What is required: Say how many lines in the records contain "cloned". The reply must consist of the number alone.

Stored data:
▽

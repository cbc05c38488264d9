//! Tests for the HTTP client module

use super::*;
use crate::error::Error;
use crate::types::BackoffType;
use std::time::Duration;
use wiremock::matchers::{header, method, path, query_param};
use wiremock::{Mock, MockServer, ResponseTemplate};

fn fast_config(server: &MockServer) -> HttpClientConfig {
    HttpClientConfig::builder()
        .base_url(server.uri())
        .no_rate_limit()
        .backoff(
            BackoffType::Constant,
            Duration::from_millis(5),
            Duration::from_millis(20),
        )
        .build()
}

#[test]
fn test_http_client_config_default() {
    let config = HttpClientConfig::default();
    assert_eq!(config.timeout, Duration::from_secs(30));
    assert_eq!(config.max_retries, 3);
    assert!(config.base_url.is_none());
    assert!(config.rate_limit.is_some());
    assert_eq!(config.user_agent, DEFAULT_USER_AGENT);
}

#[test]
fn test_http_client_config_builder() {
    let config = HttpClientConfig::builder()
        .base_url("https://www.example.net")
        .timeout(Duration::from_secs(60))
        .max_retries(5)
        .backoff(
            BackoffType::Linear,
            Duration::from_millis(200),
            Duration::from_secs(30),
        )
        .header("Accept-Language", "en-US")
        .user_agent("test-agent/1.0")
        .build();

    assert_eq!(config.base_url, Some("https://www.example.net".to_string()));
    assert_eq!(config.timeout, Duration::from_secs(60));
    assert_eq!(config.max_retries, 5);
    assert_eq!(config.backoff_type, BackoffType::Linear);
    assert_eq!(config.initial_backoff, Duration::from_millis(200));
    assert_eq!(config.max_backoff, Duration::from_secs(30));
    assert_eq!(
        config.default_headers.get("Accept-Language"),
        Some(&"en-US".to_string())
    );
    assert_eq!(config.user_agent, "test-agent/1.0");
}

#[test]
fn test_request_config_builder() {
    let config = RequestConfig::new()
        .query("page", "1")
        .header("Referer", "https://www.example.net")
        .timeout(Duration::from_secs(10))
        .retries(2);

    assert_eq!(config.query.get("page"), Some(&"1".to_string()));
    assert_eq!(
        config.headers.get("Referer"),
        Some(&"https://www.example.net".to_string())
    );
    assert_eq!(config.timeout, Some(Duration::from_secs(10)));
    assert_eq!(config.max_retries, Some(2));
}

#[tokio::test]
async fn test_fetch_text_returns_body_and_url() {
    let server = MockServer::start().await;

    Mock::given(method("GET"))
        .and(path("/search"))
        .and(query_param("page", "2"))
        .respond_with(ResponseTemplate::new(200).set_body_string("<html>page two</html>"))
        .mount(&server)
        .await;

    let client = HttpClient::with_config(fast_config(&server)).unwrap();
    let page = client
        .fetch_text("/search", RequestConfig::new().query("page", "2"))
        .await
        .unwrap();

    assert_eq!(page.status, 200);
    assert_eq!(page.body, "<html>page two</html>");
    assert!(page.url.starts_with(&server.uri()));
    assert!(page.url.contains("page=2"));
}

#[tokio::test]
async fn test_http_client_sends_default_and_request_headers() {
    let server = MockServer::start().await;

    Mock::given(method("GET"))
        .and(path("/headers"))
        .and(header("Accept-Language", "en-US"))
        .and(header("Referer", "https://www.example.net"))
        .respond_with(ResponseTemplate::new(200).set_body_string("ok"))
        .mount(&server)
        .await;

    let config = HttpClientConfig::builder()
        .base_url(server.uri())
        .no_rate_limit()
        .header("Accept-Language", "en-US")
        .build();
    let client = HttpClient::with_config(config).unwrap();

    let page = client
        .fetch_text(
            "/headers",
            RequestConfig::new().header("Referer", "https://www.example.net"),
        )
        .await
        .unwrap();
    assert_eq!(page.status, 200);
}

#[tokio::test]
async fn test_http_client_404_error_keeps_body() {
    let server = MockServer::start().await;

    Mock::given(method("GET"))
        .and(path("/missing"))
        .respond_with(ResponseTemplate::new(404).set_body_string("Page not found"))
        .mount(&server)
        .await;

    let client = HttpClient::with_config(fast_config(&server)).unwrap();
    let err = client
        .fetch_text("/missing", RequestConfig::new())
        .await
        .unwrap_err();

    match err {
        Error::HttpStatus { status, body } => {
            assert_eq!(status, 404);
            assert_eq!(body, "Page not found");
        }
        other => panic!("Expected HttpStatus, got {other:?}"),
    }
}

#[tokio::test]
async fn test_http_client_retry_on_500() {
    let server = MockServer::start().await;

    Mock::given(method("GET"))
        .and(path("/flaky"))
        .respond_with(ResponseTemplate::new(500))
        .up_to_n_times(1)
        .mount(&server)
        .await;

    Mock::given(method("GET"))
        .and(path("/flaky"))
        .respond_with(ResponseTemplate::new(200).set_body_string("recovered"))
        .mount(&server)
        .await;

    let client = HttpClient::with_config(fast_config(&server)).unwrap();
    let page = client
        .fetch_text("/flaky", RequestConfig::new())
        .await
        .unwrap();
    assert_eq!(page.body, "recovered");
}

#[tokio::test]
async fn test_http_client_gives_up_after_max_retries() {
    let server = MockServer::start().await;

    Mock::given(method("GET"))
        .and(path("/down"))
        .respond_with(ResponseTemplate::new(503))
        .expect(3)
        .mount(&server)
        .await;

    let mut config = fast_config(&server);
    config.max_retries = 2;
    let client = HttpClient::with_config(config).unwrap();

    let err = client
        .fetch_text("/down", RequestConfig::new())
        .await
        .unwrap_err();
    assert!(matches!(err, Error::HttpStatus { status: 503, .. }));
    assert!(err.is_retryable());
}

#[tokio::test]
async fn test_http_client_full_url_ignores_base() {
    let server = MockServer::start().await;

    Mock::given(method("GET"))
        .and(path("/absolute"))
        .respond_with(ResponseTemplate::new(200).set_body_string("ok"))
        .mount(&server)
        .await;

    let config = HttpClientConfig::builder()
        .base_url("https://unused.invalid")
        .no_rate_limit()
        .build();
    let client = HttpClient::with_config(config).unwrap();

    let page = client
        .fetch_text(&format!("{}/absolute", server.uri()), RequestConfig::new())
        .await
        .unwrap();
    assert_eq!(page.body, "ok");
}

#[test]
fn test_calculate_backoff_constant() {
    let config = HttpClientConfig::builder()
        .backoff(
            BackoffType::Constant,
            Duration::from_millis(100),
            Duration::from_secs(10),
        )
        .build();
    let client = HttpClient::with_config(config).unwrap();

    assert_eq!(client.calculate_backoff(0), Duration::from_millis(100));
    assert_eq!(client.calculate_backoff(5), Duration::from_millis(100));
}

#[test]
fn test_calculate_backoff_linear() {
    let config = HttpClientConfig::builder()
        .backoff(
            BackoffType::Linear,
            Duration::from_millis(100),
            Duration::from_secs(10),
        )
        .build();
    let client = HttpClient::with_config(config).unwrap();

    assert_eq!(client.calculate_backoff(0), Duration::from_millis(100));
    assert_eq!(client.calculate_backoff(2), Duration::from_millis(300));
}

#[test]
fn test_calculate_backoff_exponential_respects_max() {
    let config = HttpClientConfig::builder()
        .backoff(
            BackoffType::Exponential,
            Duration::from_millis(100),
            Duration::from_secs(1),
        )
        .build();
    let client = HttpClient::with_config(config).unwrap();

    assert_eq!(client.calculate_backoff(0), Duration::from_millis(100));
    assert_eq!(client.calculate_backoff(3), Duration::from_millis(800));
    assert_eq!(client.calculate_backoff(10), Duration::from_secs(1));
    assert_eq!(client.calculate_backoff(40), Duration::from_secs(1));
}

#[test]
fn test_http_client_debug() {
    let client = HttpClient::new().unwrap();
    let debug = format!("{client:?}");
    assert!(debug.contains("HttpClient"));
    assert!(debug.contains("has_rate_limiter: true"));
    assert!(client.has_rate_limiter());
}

△
▽

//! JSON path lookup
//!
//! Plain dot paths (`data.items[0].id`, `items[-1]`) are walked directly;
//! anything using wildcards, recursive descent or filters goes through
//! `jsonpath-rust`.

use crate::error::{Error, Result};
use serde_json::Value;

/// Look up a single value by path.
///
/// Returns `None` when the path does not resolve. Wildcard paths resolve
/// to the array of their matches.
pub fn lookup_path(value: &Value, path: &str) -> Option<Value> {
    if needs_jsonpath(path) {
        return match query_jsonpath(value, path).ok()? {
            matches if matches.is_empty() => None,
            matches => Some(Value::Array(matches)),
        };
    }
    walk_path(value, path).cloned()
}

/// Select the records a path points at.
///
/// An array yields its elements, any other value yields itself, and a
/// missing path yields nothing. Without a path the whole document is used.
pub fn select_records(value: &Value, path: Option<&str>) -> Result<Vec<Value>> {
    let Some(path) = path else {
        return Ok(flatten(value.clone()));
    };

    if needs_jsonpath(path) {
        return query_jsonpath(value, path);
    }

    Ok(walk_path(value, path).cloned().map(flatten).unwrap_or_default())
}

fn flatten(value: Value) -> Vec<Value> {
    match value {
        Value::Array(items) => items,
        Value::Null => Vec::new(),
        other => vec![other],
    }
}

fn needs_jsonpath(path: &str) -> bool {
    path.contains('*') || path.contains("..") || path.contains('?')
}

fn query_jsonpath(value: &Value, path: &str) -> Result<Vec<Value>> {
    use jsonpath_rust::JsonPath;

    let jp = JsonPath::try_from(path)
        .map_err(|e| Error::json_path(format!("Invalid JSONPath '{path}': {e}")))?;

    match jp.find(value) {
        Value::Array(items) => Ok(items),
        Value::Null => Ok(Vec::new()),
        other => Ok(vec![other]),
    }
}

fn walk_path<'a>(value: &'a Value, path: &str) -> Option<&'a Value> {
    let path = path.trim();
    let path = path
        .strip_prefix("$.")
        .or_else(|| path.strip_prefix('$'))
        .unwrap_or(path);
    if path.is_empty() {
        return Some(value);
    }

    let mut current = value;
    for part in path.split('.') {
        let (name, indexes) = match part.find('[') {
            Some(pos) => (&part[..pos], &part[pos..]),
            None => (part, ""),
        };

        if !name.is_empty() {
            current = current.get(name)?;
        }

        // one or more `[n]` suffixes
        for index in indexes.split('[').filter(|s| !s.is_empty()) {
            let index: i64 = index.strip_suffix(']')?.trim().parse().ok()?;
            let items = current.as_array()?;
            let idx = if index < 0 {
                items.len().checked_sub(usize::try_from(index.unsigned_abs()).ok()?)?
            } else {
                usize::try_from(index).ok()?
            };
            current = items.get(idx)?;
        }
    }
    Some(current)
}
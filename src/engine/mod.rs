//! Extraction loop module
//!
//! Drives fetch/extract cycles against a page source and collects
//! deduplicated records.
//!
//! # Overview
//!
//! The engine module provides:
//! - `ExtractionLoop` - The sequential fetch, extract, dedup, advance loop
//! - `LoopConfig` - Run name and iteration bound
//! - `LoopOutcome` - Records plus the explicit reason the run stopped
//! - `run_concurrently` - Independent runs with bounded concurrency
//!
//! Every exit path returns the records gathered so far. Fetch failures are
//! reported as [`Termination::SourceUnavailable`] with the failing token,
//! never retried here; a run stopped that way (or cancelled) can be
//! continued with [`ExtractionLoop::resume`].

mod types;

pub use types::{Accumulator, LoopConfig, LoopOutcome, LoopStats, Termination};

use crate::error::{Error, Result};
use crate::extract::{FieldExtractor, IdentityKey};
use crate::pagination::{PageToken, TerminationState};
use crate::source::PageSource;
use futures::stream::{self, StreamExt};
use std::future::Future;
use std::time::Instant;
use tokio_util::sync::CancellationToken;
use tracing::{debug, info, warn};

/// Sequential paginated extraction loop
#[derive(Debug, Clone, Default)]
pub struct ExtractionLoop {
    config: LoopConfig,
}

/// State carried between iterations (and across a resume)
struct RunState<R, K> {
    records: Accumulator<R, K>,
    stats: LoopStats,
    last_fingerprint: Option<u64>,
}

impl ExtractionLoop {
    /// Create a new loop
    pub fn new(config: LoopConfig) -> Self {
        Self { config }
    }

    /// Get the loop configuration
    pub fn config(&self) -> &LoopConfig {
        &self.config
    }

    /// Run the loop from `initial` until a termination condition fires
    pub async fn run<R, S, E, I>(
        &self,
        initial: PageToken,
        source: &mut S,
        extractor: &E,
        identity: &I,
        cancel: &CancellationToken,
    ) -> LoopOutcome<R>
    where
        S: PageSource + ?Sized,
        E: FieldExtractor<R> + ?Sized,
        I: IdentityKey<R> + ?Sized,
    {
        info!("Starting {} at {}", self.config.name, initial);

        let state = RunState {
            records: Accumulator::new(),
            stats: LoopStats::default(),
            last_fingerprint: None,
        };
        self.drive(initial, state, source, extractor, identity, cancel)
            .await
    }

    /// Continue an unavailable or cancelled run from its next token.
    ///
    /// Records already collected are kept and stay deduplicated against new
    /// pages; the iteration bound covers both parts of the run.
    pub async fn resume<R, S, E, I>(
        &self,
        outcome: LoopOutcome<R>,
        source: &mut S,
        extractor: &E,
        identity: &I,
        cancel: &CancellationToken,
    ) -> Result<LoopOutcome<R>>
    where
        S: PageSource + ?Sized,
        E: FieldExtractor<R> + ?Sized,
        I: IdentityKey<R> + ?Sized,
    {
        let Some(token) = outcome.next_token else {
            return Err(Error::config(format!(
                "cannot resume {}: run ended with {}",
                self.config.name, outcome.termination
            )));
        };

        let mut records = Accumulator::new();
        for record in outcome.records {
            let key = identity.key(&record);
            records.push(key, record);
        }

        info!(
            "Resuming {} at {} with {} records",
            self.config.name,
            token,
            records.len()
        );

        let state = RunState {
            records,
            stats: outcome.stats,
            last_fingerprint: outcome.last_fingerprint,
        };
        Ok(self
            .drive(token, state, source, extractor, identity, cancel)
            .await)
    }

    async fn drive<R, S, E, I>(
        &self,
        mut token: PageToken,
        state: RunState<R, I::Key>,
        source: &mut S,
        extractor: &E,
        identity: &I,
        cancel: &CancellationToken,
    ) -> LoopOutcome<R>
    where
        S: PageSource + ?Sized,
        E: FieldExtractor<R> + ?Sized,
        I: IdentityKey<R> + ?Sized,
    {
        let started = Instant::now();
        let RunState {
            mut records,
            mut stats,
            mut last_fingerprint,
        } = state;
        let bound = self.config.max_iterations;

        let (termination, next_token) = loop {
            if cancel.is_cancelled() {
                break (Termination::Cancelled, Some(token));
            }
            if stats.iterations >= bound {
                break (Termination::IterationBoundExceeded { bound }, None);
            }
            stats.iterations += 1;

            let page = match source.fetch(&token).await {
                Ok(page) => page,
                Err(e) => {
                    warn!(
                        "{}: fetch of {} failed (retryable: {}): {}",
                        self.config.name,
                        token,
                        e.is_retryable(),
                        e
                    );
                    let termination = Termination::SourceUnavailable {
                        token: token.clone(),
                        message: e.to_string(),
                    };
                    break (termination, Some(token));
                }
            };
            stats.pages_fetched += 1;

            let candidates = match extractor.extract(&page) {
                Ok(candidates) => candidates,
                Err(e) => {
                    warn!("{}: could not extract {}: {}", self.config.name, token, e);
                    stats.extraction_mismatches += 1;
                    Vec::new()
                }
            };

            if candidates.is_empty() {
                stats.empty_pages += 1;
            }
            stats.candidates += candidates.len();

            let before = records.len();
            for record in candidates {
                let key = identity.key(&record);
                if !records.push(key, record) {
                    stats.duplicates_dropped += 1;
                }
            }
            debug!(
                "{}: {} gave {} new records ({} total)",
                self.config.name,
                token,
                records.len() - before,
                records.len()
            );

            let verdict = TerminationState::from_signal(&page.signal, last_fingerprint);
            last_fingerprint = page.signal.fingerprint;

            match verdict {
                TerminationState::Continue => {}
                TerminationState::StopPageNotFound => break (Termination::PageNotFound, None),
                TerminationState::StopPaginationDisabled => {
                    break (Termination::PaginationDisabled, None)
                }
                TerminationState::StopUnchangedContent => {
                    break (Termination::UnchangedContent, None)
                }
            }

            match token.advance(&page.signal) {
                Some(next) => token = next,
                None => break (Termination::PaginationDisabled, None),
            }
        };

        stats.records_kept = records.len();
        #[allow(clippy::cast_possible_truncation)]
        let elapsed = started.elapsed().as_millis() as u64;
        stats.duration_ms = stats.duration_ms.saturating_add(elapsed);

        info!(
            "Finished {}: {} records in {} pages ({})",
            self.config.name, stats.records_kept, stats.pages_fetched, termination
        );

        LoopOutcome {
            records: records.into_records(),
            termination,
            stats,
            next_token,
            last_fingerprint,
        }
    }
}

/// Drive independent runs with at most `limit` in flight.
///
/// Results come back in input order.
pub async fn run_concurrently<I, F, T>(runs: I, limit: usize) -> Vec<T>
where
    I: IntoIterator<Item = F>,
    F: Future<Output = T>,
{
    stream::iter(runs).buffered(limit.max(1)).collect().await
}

△
▽

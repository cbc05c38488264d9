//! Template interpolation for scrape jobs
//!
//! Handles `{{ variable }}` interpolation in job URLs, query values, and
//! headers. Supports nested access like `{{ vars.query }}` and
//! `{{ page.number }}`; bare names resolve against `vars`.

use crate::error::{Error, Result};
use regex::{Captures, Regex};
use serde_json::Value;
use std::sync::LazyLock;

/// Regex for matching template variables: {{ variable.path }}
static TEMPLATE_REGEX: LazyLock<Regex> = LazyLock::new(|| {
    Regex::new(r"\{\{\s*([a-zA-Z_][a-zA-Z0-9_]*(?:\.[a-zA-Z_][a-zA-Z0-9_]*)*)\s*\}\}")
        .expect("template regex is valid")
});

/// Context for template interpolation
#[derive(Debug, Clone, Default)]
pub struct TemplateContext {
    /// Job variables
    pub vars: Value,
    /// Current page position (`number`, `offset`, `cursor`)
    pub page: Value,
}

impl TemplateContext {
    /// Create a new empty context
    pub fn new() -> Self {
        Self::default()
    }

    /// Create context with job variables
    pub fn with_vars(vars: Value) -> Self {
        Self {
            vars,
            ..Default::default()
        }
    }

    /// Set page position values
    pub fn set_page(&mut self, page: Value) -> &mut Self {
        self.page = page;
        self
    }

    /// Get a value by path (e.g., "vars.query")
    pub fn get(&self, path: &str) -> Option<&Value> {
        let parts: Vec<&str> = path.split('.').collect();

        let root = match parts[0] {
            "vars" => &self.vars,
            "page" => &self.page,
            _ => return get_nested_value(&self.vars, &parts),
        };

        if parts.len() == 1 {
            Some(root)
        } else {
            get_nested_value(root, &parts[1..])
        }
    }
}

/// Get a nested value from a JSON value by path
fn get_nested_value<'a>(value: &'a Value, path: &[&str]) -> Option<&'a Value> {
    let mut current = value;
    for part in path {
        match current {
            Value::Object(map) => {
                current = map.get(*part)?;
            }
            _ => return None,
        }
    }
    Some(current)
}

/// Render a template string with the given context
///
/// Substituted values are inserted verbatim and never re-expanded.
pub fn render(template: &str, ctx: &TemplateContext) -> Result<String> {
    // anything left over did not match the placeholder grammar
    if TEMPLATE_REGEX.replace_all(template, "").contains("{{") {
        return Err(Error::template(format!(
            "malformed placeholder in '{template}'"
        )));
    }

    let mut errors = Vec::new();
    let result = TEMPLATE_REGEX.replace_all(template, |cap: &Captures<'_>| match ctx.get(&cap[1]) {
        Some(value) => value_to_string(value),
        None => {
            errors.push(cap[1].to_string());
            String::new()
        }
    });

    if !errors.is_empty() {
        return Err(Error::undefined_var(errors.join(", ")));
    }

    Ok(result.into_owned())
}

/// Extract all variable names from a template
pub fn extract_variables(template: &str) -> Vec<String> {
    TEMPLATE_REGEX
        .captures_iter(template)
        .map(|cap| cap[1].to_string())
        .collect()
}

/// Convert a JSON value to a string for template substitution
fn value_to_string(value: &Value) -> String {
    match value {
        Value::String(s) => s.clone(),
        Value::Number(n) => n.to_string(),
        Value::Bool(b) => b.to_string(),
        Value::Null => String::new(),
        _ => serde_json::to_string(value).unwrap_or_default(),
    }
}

△

Task response: 2